O peso da autoridade
Público 2012-02-05 Vasco Pulido Valente
Indo por ordem, convém lembrar que Portugal nunca esteve, como se costuma dizer em prosa patriótica, "sob o domínio de Castela" ou, se preferirem, "sob o domínio de Espanha". O arranjo de 1580 não passou de uma "união pessoal" da coroa portuguesa com a coroa de Castela (ou de Espanha) na pessoa de Filipe II, que era o herdeiro legítimo das duas. Como se vê nada que nos separasse na Europa do Império Austríaco ou do Reino Unido da Inglaterra, Escócia e Gales. De resto, a ordem jurídica portuguesa não mudou, nem a organização da Igreja, nem a defesa do Império, nem a carga fiscal que anteriormente se pagava. Só quando o conde-duque de Olivares nos pediu mais dinheiro e um pequeno contingente de soldados para a guerra europeia, o espírito patriótico da nobreza indígena finalmente acordou e resolveu instalar D. João IV num trono contestável e periclitante. O "1º de Dezembro" comemora a ascensão da dinastia de Bragança e não uma putativa independência que não deixara de existir.

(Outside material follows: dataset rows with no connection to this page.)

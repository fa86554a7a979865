//! Lexical analysis: bytes in, typed tokens with positions out.
mod cursor;
mod lexer;
mod token_stream;
mod tokens;

pub use self::{
    lexer::{Lexer, LexerIter},
    token_stream::TokenStream,
    tokens::{Keyword, Token, TokenKind},
};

Quanto à mudança da Monarquia Liberal para a República jacobina - excepto pela separação do Estado e da Igreja (uma cópia do radicalismo francês) -, não trouxe a Portugal o menor benefício e acabou em pouco tempo por lhe trazer Salazar. Grupos terroristas dominavam a rua, em Lisboa e em grande parte da província. A liberdade de imprensa ficou à mercê da tolerância do governo. E também, com frequência, a vida e a liberdade do cidadão comum. No célebre discurso de Santarém, Afonso Costa declarou que, fora do Partido Democrático, não existiam mais do que "traidores". Princípio que desde 1913 se aplicou rigorosamente pela astúcia ou pela pura força. Não se percebe muito bem como este exemplo contribui para que a "comunidade" nacional não se desagregue e para que a "economia sobreviva". Mas, perante a autoridade de 80 historiadores, é evidente que o país se deve curvar.